This is documentation for the next version of Grafana k6 documentation. For the latest stable release, go to the latest version.

Open source

Feature flags

Feature flags let you try k6 capabilities before they’re on by default. When a feature reaches general availability, it becomes the default and k6 removes the flag.

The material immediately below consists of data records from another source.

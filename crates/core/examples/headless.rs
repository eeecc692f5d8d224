//! Drive a session without a browser: `cargo run --example headless -- song.musicxml`.
//!
//! The stand-in engine only counts `<score-part` elements and reports one
//! track per part, which is enough to exercise the controller end to end.

use std::path::PathBuf;

use staffplay_core::{
    Candidate, EngineEvent, EngineFactory, EngineSettings, EngineTrack, EventProducer, HostSurface,
    NoFetch, NotationEngine, PlayerConfig, PlayerState, Score, Session, SourceReader,
    session_to_snapshot,
};

struct ConsoleSurface;

impl HostSurface for ConsoleSurface {
    fn clear(&mut self) {
        log::debug!("surface cleared");
    }

    fn scroll_target(&self) -> Option<String> {
        None
    }
}

struct ConsoleEngine {
    events: EventProducer<EngineEvent>,
    playing: bool,
}

impl NotationEngine for ConsoleEngine {
    fn play_pause(&mut self) {
        self.playing = !self.playing;
        let state = if self.playing {
            PlayerState::Playing
        } else {
            PlayerState::Paused
        };
        let _ = self.events.push(EngineEvent::PlayerStateChanged {
            state,
            stopped: false,
        });
    }

    fn stop(&mut self) {
        self.playing = false;
        let _ = self.events.push(EngineEvent::PlayerStateChanged {
            state: PlayerState::Paused,
            stopped: true,
        });
    }

    fn set_master_volume(&mut self, volume: f32) {
        log::info!("master volume {volume}");
    }

    fn set_master_tune(&mut self, cents: i32) {
        log::info!("master tune {cents} cents");
    }

    fn set_track_mute(&mut self, index: usize, muted: bool) {
        log::info!("track {index} muted: {muted}");
    }

    fn set_track_volume(&mut self, index: usize, volume: f32) {
        log::info!("track {index} volume {volume}");
    }
}

struct ConsoleFactory;

impl EngineFactory for ConsoleFactory {
    type Engine = ConsoleEngine;
    type Surface = ConsoleSurface;

    fn create(
        &mut self,
        _surface: &mut ConsoleSurface,
        settings: EngineSettings,
        mut events: EventProducer<EngineEvent>,
    ) -> anyhow::Result<ConsoleEngine> {
        let text = String::from_utf8_lossy(&settings.file);
        let parts = text.matches("<score-part ").count();
        let score = Score {
            tracks: (0..parts).map(|i| EngineTrack::new(format!("Part {}", i + 1))).collect(),
            ..Score::default()
        };
        let _ = events.push(EngineEvent::ScoreParsed(Some(score)));
        let _ = events.push(EngineEvent::RenderFinished);

        Ok(ConsoleEngine {
            events,
            playing: false,
        })
    }
}

fn main() -> anyhow::Result<()> {
    env_logger::init();

    let paths: Vec<PathBuf> = std::env::args().skip(1).map(PathBuf::from).collect();
    if paths.is_empty() {
        anyhow::bail!("usage: headless <score.musicxml>...");
    }

    let reader = SourceReader::new(NoFetch);
    let mut session = Session::new(ConsoleFactory, ConsoleSurface, PlayerConfig::load());

    let candidates = paths.into_iter().map(Candidate::from_path).collect();
    let offer = session.offer_files(candidates, &reader);
    println!("offer: {offer:?}");
    if session.active_name().is_none() {
        session.choose_file(0, &reader);
    }
    session.poll();

    session.play_pause();
    session.poll();
    session.stop();
    session.poll();

    println!("{}", serde_json::to_string_pretty(&session_to_snapshot(&session))?);
    Ok(())
}
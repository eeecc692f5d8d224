//! Serializable view of a [`Session`] for the UI layer.
//!
//! The UI re-renders its lists, buttons and sliders from a snapshot taken
//! after every action. Nothing here writes back into the session.

use serde::{Deserialize, Serialize};
use staffplay_engine::EngineFactory;
use staffplay_transport::PlaybackState;

use crate::session::{Session, SessionPhase};

#[derive(Debug, Clone, Serialize, Deserialize)]
#[serde(rename_all = "camelCase")]
pub struct SessionSnapshot {
    pub phase: SessionPhase,
    pub headline: String,
    pub active_name: Option<String>,
    pub error_message: Option<String>,
    /// Placeholder text for the parts panel when there are no track controls.
    pub parts_message: Option<String>,
    pub transport: TransportSnapshot,
    pub tracks: Vec<TrackSummary>,
    pub files: Vec<FileEntry>,
}

#[derive(Debug, Clone, Serialize, Deserialize)]
#[serde(rename_all = "camelCase")]
pub struct TransportSnapshot {
    pub master_volume: f32,
    pub master_tune_cents: i32,
    pub cents_label: String,
    pub playback: PlaybackState,
    pub play_pause_label: String,
    pub controls_enabled: bool,
}

#[derive(Debug, Clone, Serialize, Deserialize)]
#[serde(rename_all = "camelCase")]
pub struct TrackSummary {
    pub index: usize,
    pub name: String,
    pub muted: bool,
    pub mute_label: String,
    pub volume: f32,
    pub highlighted: bool,
}

#[derive(Debug, Clone, Serialize, Deserialize)]
#[serde(rename_all = "camelCase")]
pub struct FileEntry {
    pub name: String,
    pub active: bool,
}

fn parts_message<F: EngineFactory>(session: &Session<F>) -> Option<String> {
    let message = match session.phase() {
        SessionPhase::Loading => "Loading score data...",
        SessionPhase::Ready if session.tracks().is_empty() => "No parts (tracks) found in this score.",
        SessionPhase::Ready => return None,
        SessionPhase::Idle | SessionPhase::Error => "Load a score to see individual parts.",
    };
    Some(message.to_string())
}

pub fn session_to_snapshot<F: EngineFactory>(session: &Session<F>) -> SessionSnapshot {
    let transport = session.transport();
    let active_file = session.files().active();

    SessionSnapshot {
        phase: session.phase(),
        headline: session.headline(),
        active_name: session.active_name().map(str::to_string),
        error_message: session.error_message(),
        parts_message: parts_message(session),
        transport: TransportSnapshot {
            master_volume: transport.master_volume,
            master_tune_cents: transport.master_tune_cents,
            cents_label: transport.cents_label(),
            playback: transport.playback,
            play_pause_label: session.transport_label().to_string(),
            controls_enabled: session.controls_enabled(),
        },
        tracks: session
            .tracks()
            .iter()
            .map(|track| TrackSummary {
                index: track.index,
                name: track.display_name.clone(),
                muted: track.muted,
                mute_label: track.mute_label().to_string(),
                volume: track.volume,
                highlighted: track.highlighted,
            })
            .collect(),
        files: session
            .files()
            .entries()
            .iter()
            .enumerate()
            .map(|(i, entry)| FileEntry {
                name: entry.name.clone(),
                active: active_file == Some(i),
            })
            .collect(),
    }
}

impl SessionSnapshot {
    pub fn to_json(&self) -> serde_json::Result<String> {
        serde_json::to_string(self)
    }
}
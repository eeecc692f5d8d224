use staffplay_engine::NotationEngine;
use staffplay_transport::{PlaybackState, TransportState, TuningPreset, clamp_volume};

/// Master volume, tuning and play/pause/stop, mirrored against the engine.
#[derive(Debug, Clone)]
pub struct TransportSync {
    state: TransportState,
    defaults: TransportState,
}

impl TransportSync {
    pub fn new(defaults: TransportState) -> Self {
        Self {
            state: defaults,
            defaults,
        }
    }

    pub fn state(&self) -> &TransportState {
        &self.state
    }

    pub fn playback(&self) -> PlaybackState {
        self.state.playback
    }

    pub fn reset(&mut self) {
        self.state = self.defaults;
    }

    /// Push the current master settings into a freshly loaded engine.
    pub fn apply_to<E: NotationEngine>(&self, engine: &mut E) {
        engine.set_master_volume(self.state.master_volume);
        engine.set_master_tune(self.state.master_tune_cents);
    }

    pub fn set_master_volume<E: NotationEngine>(&mut self, engine: Option<&mut E>, volume: f32) -> bool {
        let Some(engine) = engine else {
            log::debug!(target: "session", "master volume ignored: no engine loaded");
            return false;
        };
        let volume = clamp_volume(volume);
        self.state.master_volume = volume;
        engine.set_master_volume(volume);
        true
    }

    pub fn set_master_tune_cents<E: NotationEngine>(&mut self, engine: Option<&mut E>, cents: i32) -> bool {
        let Some(engine) = engine else {
            log::debug!(target: "session", "master tune ignored: no engine loaded");
            return false;
        };
        self.state.master_tune_cents = cents;
        engine.set_master_tune(cents);
        log::info!(target: "session", "master tune set to {cents} cents");
        true
    }

    pub fn apply_preset<E: NotationEngine>(&mut self, engine: Option<&mut E>, preset: TuningPreset) -> bool {
        let applied = self.set_master_tune_cents(engine, preset.cents());
        if applied {
            log::info!(target: "session", "tuning set to {}", preset.label());
        }
        applied
    }

    /// Forward play/pause. `ready` is false unless a score is fully loaded.
    pub fn play_pause<E: NotationEngine>(&mut self, engine: Option<&mut E>, ready: bool) -> bool {
        match engine {
            Some(engine) if ready => {
                engine.play_pause();
                true
            }
            _ => {
                log::debug!(target: "session", "play/pause ignored: player not ready");
                false
            }
        }
    }

    pub fn stop<E: NotationEngine>(&mut self, engine: Option<&mut E>, ready: bool) -> bool {
        match engine {
            Some(engine) if ready => {
                engine.stop();
                true
            }
            _ => {
                log::debug!(target: "session", "stop ignored: player not ready");
                false
            }
        }
    }

    pub fn on_state_changed(&mut self, playback: PlaybackState) {
        self.state.playback = playback;
    }

    /// Playback reached the end of the score.
    pub fn on_finished(&mut self) {
        self.state.playback = PlaybackState::Stopped;
    }

    pub fn transport_label(&self) -> &'static str {
        self.state.playback.transport_label()
    }
}

impl Default for TransportSync {
    fn default() -> Self {
        Self::new(TransportState::default())
    }
}
use serde::{Deserialize, Serialize};
use staffplay_engine::{EngineFactory, EngineHost, EngineInitError, NotationEngine};
use staffplay_source::{Candidate, Fetcher, ReadError, ScoreBuffer, SourceInput, SourceReader};
use staffplay_transport::{EngineEvent, PlaybackState, Score, TrackControl, TransportState, TuningPreset};

use crate::config::PlayerConfig;
use crate::error::{EngineRuntimeError, SessionError};
use crate::files::{FileList, Offer};
use crate::tracks::TrackControls;
use crate::transport::TransportSync;

/// Shown when an offer contained no notation files.
pub const NO_COMPATIBLE_FILES: &str = "No MusicXML files found.";

#[derive(Debug, Clone, Copy, PartialEq, Eq, Default, Serialize, Deserialize)]
#[serde(rename_all = "lowercase")]
pub enum SessionPhase {
    #[default]
    Idle,
    Loading,
    Ready,
    Error,
}

/// Identifies one load attempt. Hand it back to [`Session::complete_read`]
/// once the source bytes are available.
#[derive(Debug, Clone, PartialEq, Eq)]
pub struct LoadTicket {
    request_id: u64,
    name: String,
}

impl LoadTicket {
    pub fn request_id(&self) -> u64 {
        self.request_id
    }

    pub fn name(&self) -> &str {
        &self.name
    }
}

#[derive(Debug, Clone, Copy, PartialEq, Eq)]
pub enum LoadOutcome {
    /// The engine was constructed; the session waits for the parsed score.
    Started,
    /// The load failed and the session is in the error phase.
    Failed,
    /// A newer request superseded this one; its result was discarded.
    Stale,
}

/// The playback session controller: one loaded score at a time.
///
/// All state transitions happen here. Source reads may run elsewhere; their
/// results come back through [`Session::complete_read`] and are checked
/// against the current request. Engine notifications are drained with
/// [`Session::poll`].
pub struct Session<F: EngineFactory> {
    host: EngineHost<F>,
    phase: SessionPhase,
    request_id: u64,
    active_name: Option<String>,
    score_title: Option<String>,
    notice: Option<String>,
    error: Option<SessionError>,
    tracks: TrackControls,
    transport: TransportSync,
    files: FileList,
}

impl<F: EngineFactory> Session<F> {
    pub fn new(factory: F, surface: F::Surface, config: PlayerConfig) -> Self {
        Self {
            host: EngineHost::new(factory, surface, config.engine_options()),
            phase: SessionPhase::Idle,
            request_id: 0,
            active_name: None,
            score_title: None,
            notice: None,
            error: None,
            tracks: TrackControls::default(),
            transport: TransportSync::new(config.default_transport()),
            files: FileList::default(),
        }
    }

    /// Start a new load attempt for the source called `name`.
    ///
    /// Any previous engine instance is released immediately and every
    /// earlier ticket becomes stale.
    pub fn begin_load(&mut self, name: impl Into<String>) -> LoadTicket {
        let name = name.into();
        self.request_id += 1;
        self.host.invalidate(self.request_id);

        self.phase = SessionPhase::Loading;
        self.active_name = Some(name.clone());
        self.clear_derived();

        log::info!(target: "session", "loading '{name}' (request {})", self.request_id);
        LoadTicket {
            request_id: self.request_id,
            name,
        }
    }

    /// Resume a load once its source has been read.
    pub fn complete_read(
        &mut self,
        ticket: LoadTicket,
        result: Result<ScoreBuffer, ReadError>,
    ) -> LoadOutcome {
        if ticket.request_id != self.request_id {
            match &result {
                Ok(_) => log::debug!(
                    target: "session",
                    "discarding stale read of '{}' (request {} < {})",
                    ticket.name,
                    ticket.request_id,
                    self.request_id
                ),
                Err(e) => log::debug!(
                    target: "session",
                    "swallowing stale read failure of '{}': {e}",
                    ticket.name
                ),
            }
            return LoadOutcome::Stale;
        }

        let buffer = match result {
            Ok(buffer) => buffer,
            Err(e) => {
                self.fail(e.into());
                return LoadOutcome::Failed;
            }
        };

        match self.host.replace(ticket.request_id, &buffer) {
            Ok(()) => LoadOutcome::Started,
            Err(EngineInitError::Superseded { .. }) => LoadOutcome::Stale,
            Err(e) => {
                self.fail(e.into());
                LoadOutcome::Failed
            }
        }
    }

    /// Read `input` with `reader` and hand it to the engine in one step.
    pub fn load<R: Fetcher>(&mut self, input: &SourceInput, reader: &SourceReader<R>) -> LoadOutcome {
        let ticket = self.begin_load(input.display_name());
        let result = reader.read(input);
        self.complete_read(ticket, result)
    }

    /// Offer files from the host's file selection.
    ///
    /// Only notation files are kept. A single one is loaded right away;
    /// several have to be picked with [`Session::choose_file`].
    pub fn offer_files<R: Fetcher>(
        &mut self,
        candidates: Vec<Candidate>,
        reader: &SourceReader<R>,
    ) -> Offer {
        let offer = self.files.offer(candidates);
        match offer {
            Offer::NoCompatibleFiles => {
                self.reset();
                self.notice = Some(NO_COMPATIBLE_FILES.to_string());
            }
            Offer::AutoLoad => {
                self.choose_file(0, reader);
            }
            Offer::Choose(count) => {
                log::info!(target: "session", "{count} files listed, waiting for a choice");
            }
        }
        offer
    }

    /// Mark file entry `index` active and start loading it. The caller reads
    /// the returned input and completes the ticket.
    pub fn begin_file(&mut self, index: usize) -> Option<(LoadTicket, SourceInput)> {
        let candidate = self.files.activate(index)?.clone();
        let ticket = self.begin_load(candidate.name);
        Some((ticket, candidate.input))
    }

    pub fn choose_file<R: Fetcher>(&mut self, index: usize, reader: &SourceReader<R>) -> Option<LoadOutcome> {
        let (ticket, input) = self.begin_file(index)?;
        let result = reader.read(&input);
        Some(self.complete_read(ticket, result))
    }

    /// Back to idle: the engine is released and all derived state dropped.
    /// Pending loads become stale.
    pub fn reset(&mut self) {
        self.request_id += 1;
        self.host.invalidate(self.request_id);
        self.phase = SessionPhase::Idle;
        self.active_name = None;
        self.files.clear_active();
        self.clear_derived();
        log::info!(target: "session", "session reset");
    }

    fn clear_derived(&mut self) {
        self.tracks.clear();
        self.transport.reset();
        self.score_title = None;
        self.notice = None;
        self.error = None;
    }

    fn fail(&mut self, error: SessionError) {
        log::warn!(
            target: "session",
            "load of '{}' failed: {error}",
            self.active_name.as_deref().unwrap_or("<unknown>")
        );
        self.phase = SessionPhase::Error;
        self.tracks.clear();
        self.transport.reset();
        self.score_title = None;
        self.error = Some(error);
    }

    /// Apply every event the live engine queued since the last poll.
    /// Returns whether anything was applied.
    pub fn poll(&mut self) -> bool {
        let events = self.host.drain_events();
        let changed = !events.is_empty();
        for event in events {
            self.handle_event(event);
        }
        changed
    }

    /// Apply one event of the current engine instance.
    pub fn handle_event(&mut self, event: EngineEvent) {
        match event {
            EngineEvent::ScoreParsed(Some(score)) => self.on_score_parsed(score),
            EngineEvent::ScoreParsed(None) => {
                let name = self.active_name.clone().unwrap_or_default();
                self.on_runtime_error(EngineRuntimeError::EmptyScore { name });
            }
            EngineEvent::RenderFinished => {
                log::info!(
                    target: "session",
                    "render finished for '{}'",
                    self.active_name.as_deref().unwrap_or_default()
                );
            }
            EngineEvent::PlayerStateChanged { state, stopped } => {
                if self.phase == SessionPhase::Ready {
                    self.transport
                        .on_state_changed(PlaybackState::from_player(state, stopped));
                } else {
                    log::debug!(target: "session", "player state {state:?} ignored in {:?}", self.phase);
                }
            }
            EngineEvent::PlayerFinished => {
                if self.phase == SessionPhase::Ready {
                    self.transport.on_finished();
                }
            }
            EngineEvent::Error(fault) => {
                let name = self.active_name.as_deref().unwrap_or_default();
                let error = EngineRuntimeError::from_fault(&fault, name);
                self.on_runtime_error(error);
            }
        }
    }

    fn on_score_parsed(&mut self, score: Score) {
        if self.phase != SessionPhase::Loading {
            log::debug!(target: "session", "score parsed ignored in {:?}", self.phase);
            return;
        }

        self.tracks.replace(&score.tracks);
        self.transport.reset();
        if let Some(engine) = self.host.engine_mut() {
            self.transport.apply_to(engine);
        }
        self.score_title = Some(score.headline());
        self.phase = SessionPhase::Ready;

        log::info!(
            target: "session",
            "'{}' ready with {} track(s)",
            self.active_name.as_deref().unwrap_or_default(),
            self.tracks.len()
        );
    }

    fn on_runtime_error(&mut self, error: EngineRuntimeError) {
        match self.phase {
            SessionPhase::Loading => self.fail(error.into()),
            SessionPhase::Ready => {
                // Transport commands are refused in Error.
                if let Some(engine) = self.host.engine_mut() {
                    engine.stop();
                }
                self.fail(error.into());
            }
            phase => log::debug!(target: "session", "engine error ignored in {phase:?}: {error}"),
        }
    }

    pub fn set_master_volume(&mut self, volume: f32) -> bool {
        self.transport.set_master_volume(self.host.engine_mut(), volume)
    }

    pub fn set_master_tune_cents(&mut self, cents: i32) -> bool {
        self.transport.set_master_tune_cents(self.host.engine_mut(), cents)
    }

    pub fn apply_tuning(&mut self, preset: TuningPreset) -> bool {
        self.transport.apply_preset(self.host.engine_mut(), preset)
    }

    pub fn play_pause(&mut self) -> bool {
        let ready = self.controls_enabled();
        self.transport.play_pause(self.host.engine_mut(), ready)
    }

    pub fn stop(&mut self) -> bool {
        let ready = self.controls_enabled();
        self.transport.stop(self.host.engine_mut(), ready)
    }

    pub fn set_track_muted(&mut self, index: usize, muted: bool) -> bool {
        self.tracks.set_muted(self.host.engine_mut(), index, muted)
    }

    pub fn toggle_track_muted(&mut self, index: usize) -> bool {
        self.tracks.toggle_muted(self.host.engine_mut(), index)
    }

    pub fn set_track_volume(&mut self, index: usize, volume: f32) -> bool {
        self.tracks.set_volume(self.host.engine_mut(), index, volume)
    }

    pub fn toggle_track_highlight(&mut self, index: usize) -> bool {
        self.tracks.toggle_highlight(index)
    }

    pub fn phase(&self) -> SessionPhase {
        self.phase
    }

    pub fn active_name(&self) -> Option<&str> {
        self.active_name.as_deref()
    }

    pub fn score_title(&self) -> Option<&str> {
        self.score_title.as_deref()
    }

    pub fn notice(&self) -> Option<&str> {
        self.notice.as_deref()
    }

    pub fn error(&self) -> Option<&SessionError> {
        self.error.as_ref()
    }

    pub fn error_message(&self) -> Option<String> {
        self.error.as_ref().map(ToString::to_string)
    }

    pub fn tracks(&self) -> &[TrackControl] {
        self.tracks.as_slice()
    }

    pub fn highlighted_track(&self) -> Option<usize> {
        self.tracks.highlighted()
    }

    pub fn transport(&self) -> &TransportState {
        self.transport.state()
    }

    pub fn transport_label(&self) -> &'static str {
        self.transport.transport_label()
    }

    /// Transport buttons are usable only while a score is ready to play.
    pub fn controls_enabled(&self) -> bool {
        self.phase == SessionPhase::Ready && self.host.is_live()
    }

    pub fn files(&self) -> &FileList {
        &self.files
    }

    pub fn engine_live(&self) -> bool {
        self.host.is_live()
    }

    pub fn host(&self) -> &EngineHost<F> {
        &self.host
    }

    /// Status line for the header.
    pub fn headline(&self) -> String {
        let name = self.active_name.as_deref().unwrap_or_default();
        match self.phase {
            SessionPhase::Idle => self.notice.clone().unwrap_or_else(|| "No file selected".to_string()),
            SessionPhase::Loading => format!("Loading: {name}..."),
            SessionPhase::Ready => self
                .score_title
                .clone()
                .unwrap_or_else(|| Score::default().headline()),
            SessionPhase::Error => format!("Error: {}", self.error_message().unwrap_or_default()),
        }
    }
}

Unlike operational configuration like K6_WEB_DASHBOARD, flags are temporary. Operational config stays user-controllable indefinitely; flags get removed once their behavior is the default.

Discover available flags

The set of flags changes across k6 releases: some get promoted to defaults and disappear, new ones are added. Check which flags your k6 version supports before enabling one.

Bash
k6 features
FEATURE             LIFECYCLE      DESCRIPTION
native-histograms   Experimental   Use native histograms for trend metrics

Add --json to get machine-readable output, useful for scripting — for example, checking in CI whether a specific flag is available before enabling it:

Bash
k6 features --json
JSON
[
  {
    "feature": "native-histograms",
    "lifecycle": "Experimental",
    "description": "Use native histograms for trend metrics"
  }
]

Enabling flags

k6 supports three ways to enable flags. Pick the one that fits your workflow.

CLI flag

Use --features to enable a flag for a single run, without touching your config or environment:

Bash
k6 run --features native-histograms script.js

Separate multiple flags with commas:

Bash
k6 run --features native-histograms,other-flag script.js

Environment variable

Use K6_FEATURES when your CI pipeline or shell environment controls which features are active, without changing your script or config file:

Bash
K6_FEATURES=native-histograms k6 run script.js
windows
set "K6_FEATURES=native-histograms" && k6 run script.js
powershell
$env:K6_FEATURES="native-histograms"; k6 run script.js

Separate multiple flags with commas: K6_FEATURES=native-histograms,other-flag.

JSON config file

Put flags in a config file to version-control them alongside your test suite and share them with your team:

JSON
{
  "features": ["native-histograms"]
}
Bash
k6 run --config config.json script.js

Precedence

If you set flags in more than one place, CLI wins over the environment variable, which wins over the config file. The winning source is used as-is; k6 ignores the others entirely. For example, if you pass --features, k6 ignores K6_FEATURES for that run.

Lifecycle stages

A flag’s lifecycle stage tells you how stable it is and when to clean it up. Check the stage before relying on a flag in production or long-running CI.

StageBehavior
ExperimentalOff by default. Enable to try it. May change or be removed.
GAOn by default. Passing the flag logs a reminder to remove it from your config.
DeprecatedOff by default. Removed in a future release.

Note

If you pass a flag k6 doesn’t recognize (a typo or a flag removed after its grace period), k6 logs an ERROR and the run continues. Watch your logs — the flag is not applied.

Migrate from legacy environment variables

Some features previously used their own environment variables. For example, K6_PROMETHEUS_RW_TREND_AS_NATIVE_HISTOGRAM maps to the native-histograms flag. The old variable still works but logs a deprecation warning and will be removed in a future release. Switch to K6_FEATURES=native-histograms or --features native-histograms to avoid breakage when it’s gone.

Observability

If you’re comparing test results across runs (for example, checking whether a feature improved tail latency), you need to know which features were active. k6 tags every metric sample with the active flags so you can filter and compare in your output.

While a flag is active, every metric sample carries a tag k6_feature_<name>="true" (hyphens become underscores, for example k6_feature_native_histograms="true").

k6 also includes active flags in usage telemetry.

Running on Grafana Cloud

Feature flags work the same when you run tests through Grafana Cloud k6. Set them with --features, K6_FEATURES, or a config file. Your test runs on the cloud with the same features active as locally.